Fig. 4: Symmetric cortical actin polymerization disrupts Q.p ACD.

a Schematic of VCA domain overexpression in Q.p. The PH domain targeted the VCA domain in the cortex symmetrically. b Spectrofluorimetry assay using 10% pyrene-labeled actin to monitor actin polymerization. Protein concentrations are indicated. c Fluorescence time-lapse images of PH::GFP::VCA dynamics during Q.p cytokinesis. d Representative images of GFP-tagged moesinABD (F-actin) and mCherry-tagged plasma membrane (Mem) and histone (His) of cytokinetic Q.p in PH::VCA transgenic worms.
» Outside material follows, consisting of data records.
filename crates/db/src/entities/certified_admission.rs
use sea_orm::entity::prelude::*;

/// Confirmed-visit log. Denormalized snapshot of the record and caller at
/// confirmation time so later edits cannot rewrite history.
#[derive(Clone, Debug, PartialEq, Eq, DeriveEntityModel)]
#[sea_orm(table_name = "certified_admissions")]
pub struct Model {
    #[sea_orm(primary_key)]
    pub id: i64,
    pub record_id: i64,
    pub phone_number: String,
    pub name: String,
    pub caller_name: String,
    pub response: Option<String>,
    pub processed_by: i64,
    pub created_at: DateTimeUtc,
}

#[derive(Copy, Clone, Debug, EnumIter, DeriveRelation)]
pub enum Relation {}

impl ActiveModelBehavior for ActiveModel {}
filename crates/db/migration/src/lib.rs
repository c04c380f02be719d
use sea_orm_migration::prelude::*;

mod m20250801000000_baseline;

pub struct Migrator;

#[async_trait::async_trait]
impl MigratorTrait for Migrator {
    fn migrations() -> Vec<Box<dyn MigrationTrait>> {
        vec![Box::new(m20250801000000_baseline::Migration)]
    }
}
pub mod admissions;
pub mod auth;
pub mod health;
pub mod records;
pub mod reports;
pub mod tasks;
pub mod uploads;
pub mod users;
pub mod visits;
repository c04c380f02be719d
use sea_orm::entity::prelude::*;

use crate::types::VisitStatus;

#[derive(Clone, Debug, PartialEq, Eq, DeriveEntityModel)]
#[sea_orm(table_name = "records")]
pub struct Model {
    #[sea_orm(primary_key)]
    pub id: i64,
    pub caller_id: Option<i64>,
    pub phone_number: String,
    pub name: Option<String>,
    pub response: Option<String>,
    pub notes: Option<String>,
    pub visit: VisitStatus,
    pub visit_by: Option<i64>,
    pub hidden_from_caller: bool,
    pub assigned_at: DateTimeUtc,
    pub updated_at: DateTimeUtc,
}

#[derive(Copy, Clone, Debug, EnumIter, DeriveRelation)]
pub enum Relation {}

impl ActiveModelBehavior for ActiveModel {}
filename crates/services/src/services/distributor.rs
use db::models::{record::Record, user::User};
use sea_orm::{DatabaseConnection, DbErr, TransactionTrait};
use serde::Serialize;
use thiserror::Error;

use crate::services::intake;

#[derive(Debug, Error)]
pub enum DistributorError {
    #[error(transparent)]
    Database(#[from] DbErr),
    #[error("No callers available for distribution")]
    NoCallersAvailable,
}

pub struct SheetUpload {
    pub filename: String,
    pub bytes: Vec<u8>,
}

#[derive(Debug, Serialize)]
#[serde(tag = "status", rename_all = "snake_case")]
pub enum FileOutcome {
    Processed {
        records_found: usize,
        records_added: usize,
        skipped_duplicates: usize,
    },
    Failed {
        error: String,
    },
}

#[derive(Debug, Serialize)]
pub struct FileReport {
    pub filename: String,
    #[serde(flatten)]
    pub outcome: FileOutcome,
}

#[derive(Debug, Serialize)]
pub struct CallerLoad {
    pub caller_id: i64,
    pub caller_name: String,
    pub total_records: u64,
}

#[derive(Debug, Serialize)]
pub struct BatchSummary {
    pub total_added: usize,
    pub total_skipped: usize,
    pub files_processed: usize,
    pub files_failed: usize,
    pub reports: Vec<FileReport>,
    pub caller_loads: Vec<CallerLoad>,
}

/// Distributes a batch of uploaded contact sheets across the caller pool.
///
/// Assignment is positional: within each file the contact at position `i`
/// (after dedup, counting rows later skipped as already-known) goes to
/// `callers[i % callers.len()]`, callers ordered by id. The whole batch is
/// one transaction; a file that fails to parse is reported and the rest of
/// the batch proceeds.
pub async fn distribute(
    db: &DatabaseConnection,
    sheets: Vec<SheetUpload>,
) -> Result<BatchSummary, DistributorError> {
    let callers = User::find_callers(db).await?;
    if callers.is_empty() {
        return Err(DistributorError::NoCallersAvailable);
    }

    let txn = db.begin().await?;
    let mut reports = Vec::with_capacity(sheets.len());
    let mut total_added = 0;
    let mut total_skipped = 0;
    let mut files_processed = 0;
    let mut files_failed = 0;

    for sheet in &sheets {
        let contacts = match intake::parse_sheet(&sheet.filename, &sheet.bytes) {
            Ok(contacts) => contacts,
            Err(err) => {
                tracing::warn!(file = %sheet.filename, error = %err, "skipping unusable sheet");
                files_failed += 1;
                reports.push(FileReport {
                    filename: sheet.filename.clone(),
                    outcome: FileOutcome::Failed {
                        error: err.to_string(),
                    },
                });
                continue;
            }
        };

        let mut added = 0;
        let mut skipped = 0;
        for (position, contact) in contacts.iter().enumerate() {
            let caller = &callers[position % callers.len()];
            if Record::exists_by_phone(&txn, &contact.phone).await? {
                skipped += 1;
                continue;
            }
            Record::create(&txn, Some(caller.id), &contact.phone, contact.name.as_deref())
                .await?;
            added += 1;
        }

        tracing::info!(
            file = %sheet.filename,
            found = contacts.len(),
            added,
            skipped,
            "distributed sheet"
        );
        files_processed += 1;
        total_added += added;
        total_skipped += skipped;
        reports.push(FileReport {
            filename: sheet.filename.clone(),
            outcome: FileOutcome::Processed {
                records_found: contacts.len(),
                records_added: added,
                skipped_duplicates: skipped,
            },
        });
    }

    txn.commit().await?;

    let mut caller_loads = Vec::with_capacity(callers.len());
    for caller in &callers {
        let total_records = Record::count_by_caller(db, caller.id).await?;
        caller_loads.push(CallerLoad {
            caller_id: caller.id,
            caller_name: caller.name.clone(),
            total_records,
        });
    }

    Ok(BatchSummary {
        total_added,
        total_skipped,
        files_processed,
        files_failed,
        reports,
        caller_loads,
    })
}

#[cfg(test)]
mod tests {
    use db::models::user::{CreateUser, User};
    use db::types::Role;
    use sea_orm::Database;
    use sea_orm_migration::MigratorTrait;

    use super::*;

    async fn setup_db() -> DatabaseConnection {
        let db = Database::connect("sqlite::memory:").await.unwrap();
        db_migration::Migrator::up(&db, None).await.unwrap();
        db
    }

    async fn seed_caller(db: &DatabaseConnection, name: &str, username: &str) -> User {
        User::create(
            db,
            &CreateUser {
                name: name.to_string(),
                username: username.to_string(),
                password_hash: "x".to_string(),
                role: Role::Caller,
            },
        )
        .await
        .unwrap()
    }

    fn sheet(filename: &str, body: &str) -> SheetUpload {
        SheetUpload {
            filename: filename.to_string(),
            bytes: body.as_bytes().to_vec(),
        }
    }

    #[tokio::test]
    async fn round_robin_assigns_by_position() {
        let db = setup_db().await;
        let c1 = seed_caller(&db, "C1", "c1").await;
        let c2 = seed_caller(&db, "C2", "c2").await;

        let body = "phone\n111\n222\n333\n444\n555\n";
        let summary = distribute(&db, vec![sheet("leads.csv", body)]).await.unwrap();

        assert_eq!(summary.total_added, 5);
        assert_eq!(Record::count_by_caller(&db, c1.id).await.unwrap(), 3);
        assert_eq!(Record::count_by_caller(&db, c2.id).await.unwrap(), 2);
    }

    #[tokio::test]
    async fn already_known_phones_are_skipped_but_hold_their_position() {
        let db = setup_db().await;
        let c1 = seed_caller(&db, "C1", "c1").await;
        let c2 = seed_caller(&db, "C2", "c2").await;
        Record::create(&db, Some(c1.id), "222", None).await.unwrap();

        // 222 occupies position 1; 333 still lands on c1 (position 2).
        let body = "phone\n111\n222\n333\n";
        let summary = distribute(&db, vec![sheet("leads.csv", body)]).await.unwrap();

        assert_eq!(summary.total_added, 2);
        assert_eq!(summary.total_skipped, 1);
        assert_eq!(Record::count_by_caller(&db, c1.id).await.unwrap(), 3);
        assert_eq!(Record::count_by_caller(&db, c2.id).await.unwrap(), 0);
    }

    #[tokio::test]
    async fn empty_caller_pool_creates_nothing() {
        let db = setup_db().await;
        let result = distribute(&db, vec![sheet("leads.csv", "phone\n111\n")]).await;
        assert!(matches!(result, Err(DistributorError::NoCallersAvailable)));
        assert!(!Record::exists_by_phone(&db, "111").await.unwrap());
    }

    #[tokio::test]
    async fn bad_file_is_reported_without_aborting_the_batch() {
        let db = setup_db().await;
        seed_caller(&db, "C1", "c1").await;

        let summary = distribute(
            &db,
            vec![
                sheet("leads.xlsx", "not a csv"),
                sheet("good.csv", "phone\n111\n"),
            ],
        )
        .await
        .unwrap();

        assert_eq!(summary.files_failed, 1);
        assert_eq!(summary.files_processed, 1);
        assert_eq!(summary.total_added, 1);
        assert!(matches!(
            summary.reports[0].outcome,
            FileOutcome::Failed { .. }
        ));
    }

    #[tokio::test]
    async fn summary_snapshot_counts_all_owned_records() {
        let db = setup_db().await;
        let c1 = seed_caller(&db, "C1", "c1").await;
        Record::create(&db, Some(c1.id), "000", None).await.unwrap();

        let summary = distribute(&db, vec![sheet("leads.csv", "phone\n111\n")])
            .await
            .unwrap();
        assert_eq!(summary.caller_loads.len(), 1);
        assert_eq!(summary.caller_loads[0].total_records, 2);
    }

    #[tokio::test]
    async fn dedup_within_a_file_counts_once() {
        let db = setup_db().await;
        seed_caller(&db, "C1", "c1").await;

        let body = "phone\n111\n111\n222\n";
        let summary = distribute(&db, vec![sheet("leads.csv", body)]).await.unwrap();
        match &summary.reports[0].outcome {
            FileOutcome::Processed {
                records_found,
                records_added,
                skipped_duplicates,
            } => {
                assert_eq!(*records_found, 2);
                assert_eq!(*records_added, 2);
                assert_eq!(*skipped_duplicates, 0);
            }
            other => panic!("unexpected outcome: {other:?}"),
        }
    }
}
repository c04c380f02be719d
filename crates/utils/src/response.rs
use serde::Serialize;

/// Uniform JSON envelope returned by every API endpoint.
#[derive(Debug, Clone, Serialize)]
pub struct ApiResponse<T> {
    pub success: bool,
    #[serde(skip_serializing_if = "Option::is_none")]
    pub data: Option<T>,
    #[serde(skip_serializing_if = "Option::is_none")]
    pub message: Option<String>,
}

impl<T> ApiResponse<T> {
    pub fn success(data: T) -> Self {
        Self {
            success: true,
            data: Some(data),
            message: None,
        }
    }

    pub fn success_with_message(data: T, message: &str) -> Self {
        Self {
            success: true,
            data: Some(data),
            message: Some(message.to_string()),
        }
    }

    pub fn error(message: &str) -> Self {
        Self {
            success: false,
            data: None,
            message: Some(message.to_string()),
        }
    }
}
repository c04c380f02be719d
use std::collections::HashMap;

use chrono::{DateTime, Utc};
use sea_orm::{
    ActiveModelTrait, ColumnTrait, ConnectionTrait, DbErr, EntityTrait, QueryFilter, QueryOrder,
    QuerySelect, Set,
};
use serde::{Deserialize, Serialize};
use thiserror::Error;

use crate::{entities::user, types::Role};

#[derive(Debug, Error)]
pub enum UserError {
    #[error(transparent)]
    Database(#[from] DbErr),
    #[error("User not found")]
    UserNotFound,
    #[error("Username already exists")]
    UsernameTaken,
}

/// Public view of a user; never carries the password hash.
#[derive(Debug, Clone, Serialize, Deserialize)]
pub struct User {
    pub id: i64,
    pub name: String,
    pub username: String,
    pub role: Role,
    pub created_at: DateTime<Utc>,
}

#[derive(Debug, Clone, Deserialize)]
pub struct CreateUser {
    pub name: String,
    pub username: String,
    pub password_hash: String,
    pub role: Role,
}

impl User {
    fn from_model(model: user::Model) -> Self {
        Self {
            id: model.id,
            name: model.name,
            username: model.username,
            role: Role::from(model.role),
            created_at: model.created_at.into(),
        }
    }

    pub async fn find_by_id<C: ConnectionTrait>(db: &C, id: i64) -> Result<Option<Self>, DbErr> {
        let record = user::Entity::find_by_id(id).one(db).await?;
        Ok(record.map(Self::from_model))
    }

    /// Login lookup: the only path that exposes the stored hash.
    pub async fn find_credentials_by_username<C: ConnectionTrait>(
        db: &C,
        username: &str,
    ) -> Result<Option<(Self, String)>, DbErr> {
        let record = user::Entity::find()
            .filter(user::Column::Username.eq(username))
            .one(db)
            .await?;
        Ok(record.map(|model| {
            let hash = model.password_hash.clone();
            (Self::from_model(model), hash)
        }))
    }

    pub async fn find_all<C: ConnectionTrait>(db: &C) -> Result<Vec<Self>, DbErr> {
        let records = user::Entity::find()
            .order_by_asc(user::Column::Id)
            .all(db)
            .await?;
        Ok(records.into_iter().map(Self::from_model).collect())
    }

    /// Active callers in id order. Distribution order depends on this being
    /// stable across calls.
    pub async fn find_callers<C: ConnectionTrait>(db: &C) -> Result<Vec<Self>, DbErr> {
        let records = user::Entity::find()
            .filter(user::Column::Role.eq("caller"))
            .order_by_asc(user::Column::Id)
            .all(db)
            .await?;
        Ok(records.into_iter().map(Self::from_model).collect())
    }

    /// Users with neither of the privileged roles.
    pub async fn find_custom_users<C: ConnectionTrait>(db: &C) -> Result<Vec<Self>, DbErr> {
        let records = user::Entity::find()
            .filter(user::Column::Role.is_not_in(["admin", "caller"]))
            .order_by_asc(user::Column::Id)
            .all(db)
            .await?;
        Ok(records.into_iter().map(Self::from_model).collect())
    }

    pub async fn distinct_roles<C: ConnectionTrait>(db: &C) -> Result<Vec<String>, DbErr> {
        user::Entity::find()
            .select_only()
            .column(user::Column::Role)
            .distinct()
            .into_tuple()
            .all(db)
            .await
    }

    pub async fn role_exists<C: ConnectionTrait>(db: &C, role: &str) -> Result<bool, DbErr> {
        let found = user::Entity::find()
            .filter(user::Column::Role.eq(role))
            .one(db)
            .await?;
        Ok(found.is_some())
    }

    pub async fn names_by_ids<C: ConnectionTrait>(
        db: &C,
        ids: &[i64],
    ) -> Result<HashMap<i64, String>, DbErr> {
        if ids.is_empty() {
            return Ok(HashMap::new());
        }
        let rows: Vec<(i64, String)> = user::Entity::find()
            .select_only()
            .column(user::Column::Id)
            .column(user::Column::Name)
            .filter(user::Column::Id.is_in(ids.to_vec()))
            .into_tuple()
            .all(db)
            .await?;
        Ok(rows.into_iter().collect())
    }

    pub async fn create<C: ConnectionTrait>(db: &C, data: &CreateUser) -> Result<Self, UserError> {
        let existing = user::Entity::find()
            .filter(user::Column::Username.eq(data.username.as_str()))
            .one(db)
            .await?;
        if existing.is_some() {
            return Err(UserError::UsernameTaken);
        }

        let active = user::ActiveModel {
            name: Set(data.name.clone()),
            username: Set(data.username.clone()),
            password_hash: Set(data.password_hash.clone()),
            role: Set(String::from(data.role.clone())),
            created_at: Set(Utc::now().into()),
            ..Default::default()
        };
        let model = active.insert(db).await?;
        Ok(Self::from_model(model))
    }

    /// Rotates the acting admin's own login; rejects usernames held by others.
    pub async fn update_credentials<C: ConnectionTrait>(
        db: &C,
        id: i64,
        username: &str,
        password_hash: &str,
    ) -> Result<Self, UserError> {
        let taken = user::Entity::find()
            .filter(user::Column::Username.eq(username))
            .filter(user::Column::Id.ne(id))
            .one(db)
            .await?;
        if taken.is_some() {
            return Err(UserError::UsernameTaken);
        }

        let record = user::Entity::find_by_id(id)
            .one(db)
            .await?
            .ok_or(UserError::UserNotFound)?;
        let mut active: user::ActiveModel = record.into();
        active.username = Set(username.to_string());
        active.password_hash = Set(password_hash.to_string());
        let updated = active.update(db).await?;
        Ok(Self::from_model(updated))
    }

    pub async fn delete<C: ConnectionTrait>(db: &C, id: i64) -> Result<u64, DbErr> {
        let result = user::Entity::delete_by_id(id).exec(db).await?;
        Ok(result.rows_affected)
    }
}

#[cfg(test)]
pub(crate) mod tests {
    use sea_orm::Database;
    use sea_orm_migration::MigratorTrait;

    use super::*;

    async fn setup_db() -> sea_orm::DatabaseConnection {
        let db = Database::connect("sqlite::memory:").await.unwrap();
        db_migration::Migrator::up(&db, None).await.unwrap();
        db
    }

    pub(crate) async fn seed_user<C: ConnectionTrait>(
        db: &C,
        name: &str,
        username: &str,
        role: &str,
    ) -> User {
        User::create(
            db,
            &CreateUser {
                name: name.to_string(),
                username: username.to_string(),
                password_hash: "x".to_string(),
                role: Role::from(role.to_string()),
            },
        )
        .await
        .unwrap()
    }

    #[tokio::test]
    async fn create_rejects_duplicate_username() {
        let db = setup_db().await;
        seed_user(&db, "A", "alpha", "caller").await;
        let err = User::create(
            &db,
            &CreateUser {
                name: "B".to_string(),
                username: "alpha".to_string(),
                password_hash: "y".to_string(),
                role: Role::Caller,
            },
        )
        .await
        .unwrap_err();
        assert!(matches!(err, UserError::UsernameTaken));
    }

    #[tokio::test]
    async fn find_callers_orders_by_id_and_filters_role() {
        let db = setup_db().await;
        seed_user(&db, "Admin", "admin", "admin").await;
        let c1 = seed_user(&db, "C1", "caller1", "caller").await;
        let c2 = seed_user(&db, "C2", "caller2", "caller").await;
        seed_user(&db, "Desk", "desk", "front_desk").await;

        let callers = User::find_callers(&db).await.unwrap();
        assert_eq!(
            callers.iter().map(|c| c.id).collect::<Vec<_>>(),
            vec![c1.id, c2.id]
        );
    }

    #[tokio::test]
    async fn custom_users_excludes_privileged_roles() {
        let db = setup_db().await;
        seed_user(&db, "Admin", "admin", "admin").await;
        seed_user(&db, "C1", "caller1", "caller").await;
        let desk = seed_user(&db, "Desk", "desk", "front_desk").await;

        let custom = User::find_custom_users(&db).await.unwrap();
        assert_eq!(custom.len(), 1);
        assert_eq!(custom[0].id, desk.id);
        assert_eq!(custom[0].role, Role::Custom("front_desk".to_string()));
    }

    #[tokio::test]
    async fn credentials_lookup_returns_hash() {
        let db = setup_db().await;
        seed_user(&db, "A", "alpha", "caller").await;
        let (user, hash) = User::find_credentials_by_username(&db, "alpha")
            .await
            .unwrap()
            .expect("user");
        assert_eq!(user.username, "alpha");
        assert_eq!(hash, "x");
        assert!(
            User::find_credentials_by_username(&db, "missing")
                .await
                .unwrap()
                .is_none()
        );
    }
}
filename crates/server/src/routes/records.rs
use axum::{
    Extension, Json, Router,
    extract::{Query, State},
    middleware::from_fn_with_state,
    routing::{get, patch, post},
};
use db::TransactionTrait;
use db::models::{
    admission::Admission,
    record::{Record, RecordPage, UpdateRecord},
};
use db::types::VisitStatus;
use serde::Deserialize;
use serde_json::{Value, json};
use utils::response::ApiResponse;

use crate::{
    AppState,
    error::ApiError,
    http::auth::{CurrentUser, require_admin, require_caller},
    middleware::model_loaders::load_record_middleware,
};

const CALLER_PAGE_SIZE: u64 = 50;
const NOTIFICATION_LIMIT: u64 = 10;

pub fn router(state: &AppState) -> Router<AppState> {
    Router::new()
        .route(
            "/api/records/{id}",
            patch(update_record)
                .layer(from_fn_with_state(state.clone(), load_record_middleware)),
        )
        .route("/api/caller/records", get(caller_records))
        .route("/api/caller/visit-notifications", get(visit_notifications))
        .route("/api/admin/clear-records", post(clear_records))
}

#[derive(Debug, Deserialize)]
struct CallerRecordsQuery {
    page: Option<u64>,
    search: Option<String>,
}

async fn caller_records(
    State(state): State<AppState>,
    Extension(CurrentUser(user)): Extension<CurrentUser>,
    Query(query): Query<CallerRecordsQuery>,
) -> Result<Json<ApiResponse<RecordPage>>, ApiError> {
    require_caller(&user)?;
    let page = query.page.unwrap_or(1).max(1);
    let records = Record::page_for_caller(
        &state.db.conn,
        user.id,
        page,
        CALLER_PAGE_SIZE,
        query.search.as_deref(),
    )
    .await?;
    Ok(Json(ApiResponse::success(records)))
}

async fn update_record(
    State(state): State<AppState>,
    Extension(CurrentUser(user)): Extension<CurrentUser>,
    Extension(record): Extension<Record>,
    Json(payload): Json<UpdateRecord>,
) -> Result<Json<ApiResponse<Record>>, ApiError> {
    if !user.role.is_admin() {
        require_caller(&user)?;
        if record.caller_id != Some(user.id) {
            return Err(ApiError::Forbidden(
                "Record belongs to another caller".to_string(),
            ));
        }
        if payload.hidden_from_caller.is_some() {
            return Err(ApiError::Forbidden(
                "Only admins may change record visibility".to_string(),
            ));
        }
    }
    let updated = Record::update_fields(&state.db.conn, record.id, &payload).await?;
    Ok(Json(ApiResponse::success(updated)))
}

/// Recent visited and confirmed records for the caller, plus their funnel
/// counters.
async fn visit_notifications(
    State(state): State<AppState>,
    Extension(CurrentUser(user)): Extension<CurrentUser>,
) -> Result<Json<ApiResponse<Value>>, ApiError> {
    require_caller(&user)?;
    let db = &state.db.conn;
    let recent = Record::recent_by_visit(
        db,
        user.id,
        &[VisitStatus::Visited, VisitStatus::Confirmed],
        NOTIFICATION_LIMIT,
    )
    .await?;
    let responses = Record::count_responded(db, Some(user.id)).await?;
    let visited = Record::count_visit(db, Some(user.id), VisitStatus::Visited).await?;
    let confirmed = Record::count_visit(db, Some(user.id), VisitStatus::Confirmed).await?;
    Ok(Json(ApiResponse::success(json!({
        "recent": recent,
        "stats": {
            "responses": responses,
            "visited": visited,
            "confirmed": confirmed,
            "visits_done": visited + confirmed,
        },
    }))))
}

/// Wipes the distribution state: admissions first, then the records they
/// point at.
async fn clear_records(
    State(state): State<AppState>,
    Extension(CurrentUser(user)): Extension<CurrentUser>,
) -> Result<Json<ApiResponse<Value>>, ApiError> {
    require_admin(&user)?;
    let txn = state.db.conn.begin().await?;
    let admissions_deleted = Admission::delete_all(&txn).await?;
    let records_deleted = Record::delete_all(&txn).await?;
    txn.commit().await?;
    tracing::info!(records_deleted, admissions_deleted, "records cleared");
    Ok(Json(ApiResponse::success_with_message(
        json!({
            "records_deleted": records_deleted,
            "admissions_deleted": admissions_deleted,
        }),
        "All records cleared",
    )))
}
//! Route table for the public API.

use axum::routing::{get, post};
use axum::Router;
use tower_http::cors::CorsLayer;

use super::endpoints::{forms, geo, health, quote};
use super::types::ApiContext;

/// Build the `/api` router over a fully-wired context.
pub fn build_router(ctx: ApiContext) -> Router {
    let api = Router::new()
        .route("/health", get(health::health))
        .route("/quote/detect", post(quote::detect))
        .route("/quote/estimate", post(quote::estimate))
        .route("/forms/booking", post(forms::booking))
        .route("/forms/contact", post(forms::contact))
        .route("/forms/provider-signup", post(forms::provider_signup))
        .route("/geo/address", get(geo::address))
        .route("/geo/zip/:code", get(geo::zip))
        .with_state(ctx);

    Router::new().nest("/api", api).layer(CorsLayer::permissive())
}
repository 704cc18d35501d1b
//! Photo detection and price estimation endpoints.
//!
//! Both endpoints run their model calls on the blocking pool; the clients
//! behind the trait seams use blocking HTTP.

use axum::extract::State;
use axum::Json;
use serde::{Deserialize, Serialize};

use crate::api::error::{detect_error, pricing_error, ApiError};
use crate::api::types::ApiContext;
use crate::models::{DetectedItem, QuoteEstimate};
use crate::pipeline::corrector::enforce_span;
use crate::pipeline::detect::ItemDetector;
use crate::pipeline::normalize::{decode_image_payload, normalize_photo};
use crate::pipeline::pricing::PriceEstimator;

#[derive(Deserialize)]
pub struct DetectRequest {
    /// Raw base64 or a `data:image/...;base64,` URI.
    pub image: String,
}

#[derive(Serialize)]
pub struct DetectResponse {
    pub items: Vec<DetectedItem>,
}

pub async fn detect(
    State(ctx): State<ApiContext>,
    Json(request): Json<DetectRequest>,
) -> Result<Json<DetectResponse>, ApiError> {
    if request.image.trim().is_empty() {
        return Err(ApiError::BadRequest("Missing image payload".to_string()));
    }

    let vision = ctx.vision.clone();
    let model = ctx.settings.vision_model.clone();
    let items = tokio::task::spawn_blocking(move || {
        let bytes = decode_image_payload(&request.image)?;
        let photo = normalize_photo(&bytes)?;
        let detector = ItemDetector::new(vision, model);
        detector.detect(&photo.to_base64(), photo.mime())
    })
    .await
    .map_err(|e| ApiError::Internal(e.to_string()))?
    .map_err(detect_error)?;

    Ok(Json(DetectResponse { items }))
}

#[derive(Deserialize)]
pub struct EstimateRequest {
    pub items: Vec<EstimateItem>,
}

#[derive(Deserialize)]
pub struct EstimateItem {
    pub name: String,
    pub quantity: u32,
}

pub async fn estimate(
    State(ctx): State<ApiContext>,
    Json(request): Json<EstimateRequest>,
) -> Result<Json<QuoteEstimate>, ApiError> {
    if request.items.is_empty() {
        return Err(ApiError::BadRequest(
            "Cannot price an empty item list".to_string(),
        ));
    }

    let mut items = Vec::with_capacity(request.items.len());
    for entry in request.items {
        if entry.name.trim().is_empty() {
            return Err(ApiError::BadRequest("Item names must be non-empty".to_string()));
        }
        if entry.quantity == 0 {
            return Err(ApiError::BadRequest(
                "Item quantities must be at least 1".to_string(),
            ));
        }
        let mut item = DetectedItem::new(entry.name.trim());
        item.quantity = entry.quantity;
        items.push(item);
    }

    let llm = ctx.llm.clone();
    let model = ctx.settings.pricing_model.clone();
    let quote = tokio::task::spawn_blocking(move || {
        let estimator = PriceEstimator::new(llm, model);
        let estimate = estimator.estimate(&items)?;
        let estimate = enforce_span(estimate);
        Ok::<_, crate::pipeline::QuoteError>(QuoteEstimate::from_parts(&items, &estimate))
    })
    .await
    .map_err(|e| ApiError::Internal(e.to_string()))?
    .map_err(pricing_error)?;

    Ok(Json(quote))
}
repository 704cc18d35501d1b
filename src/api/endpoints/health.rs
//! Liveness endpoint.

use axum::Json;
use serde_json::{json, Value};

use crate::config;

pub async fn health() -> Json<Value> {
    Json(json!({
        "status": "ok",
        "version": config::APP_VERSION,
    }))
}
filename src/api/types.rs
//! Shared state handed to every endpoint.

use std::sync::Arc;

use crate::config::Settings;
use crate::geo::GeoClient;
use crate::persist::PersistenceClient;
use crate::pipeline::client::{LlmClient, VisionClient};

/// Handler context: trait objects for every outbound dependency, so router
/// tests swap in mocks without touching the handlers.
#[derive(Clone)]
pub struct ApiContext {
    pub vision: Arc<dyn VisionClient>,
    pub llm: Arc<dyn LlmClient>,
    pub persistence: Arc<dyn PersistenceClient>,
    pub geo: Arc<dyn GeoClient>,
    pub settings: Arc<Settings>,
}

impl ApiContext {
    pub fn new(
        vision: Arc<dyn VisionClient>,
        llm: Arc<dyn LlmClient>,
        persistence: Arc<dyn PersistenceClient>,
        geo: Arc<dyn GeoClient>,
        settings: Settings,
    ) -> Self {
        Self {
            vision,
            llm,
            persistence,
            geo,
            settings: Arc::new(settings),
        }
    }
}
The dotted white line indicates contractile ring position, and the white arrowhead indicates F-actin enrichment at the cell pole cortex. e Violin plots with all data points of the fluorescence intensity ratio of F-actin between the anterior and posterior of the cytokinetic QR.p in WT and PH::VCA transgenic worms (n = 10). Statistical significance: ***P < 0.001 based on two-tailed Student’s t-test. f Violin plots with all data points of daughter-cell size ratio of QR.p and QL.p in WT (n = 9–10) and PH::VCA transgenic (n = 10) worms. Statistical significance: ***P < 0.001 based on two-tailed Student’s t-test. g Representative fluorescence inverted images of the A/PVM neurons in animals with indicated transgenic background. h Quantification of Q lineages with extra A/PVM neurons in WT (n > 300) and indicated mutant animals. n is as labeled. Scale bar in (c) and (d), 5 µm; in (g), 50 µm.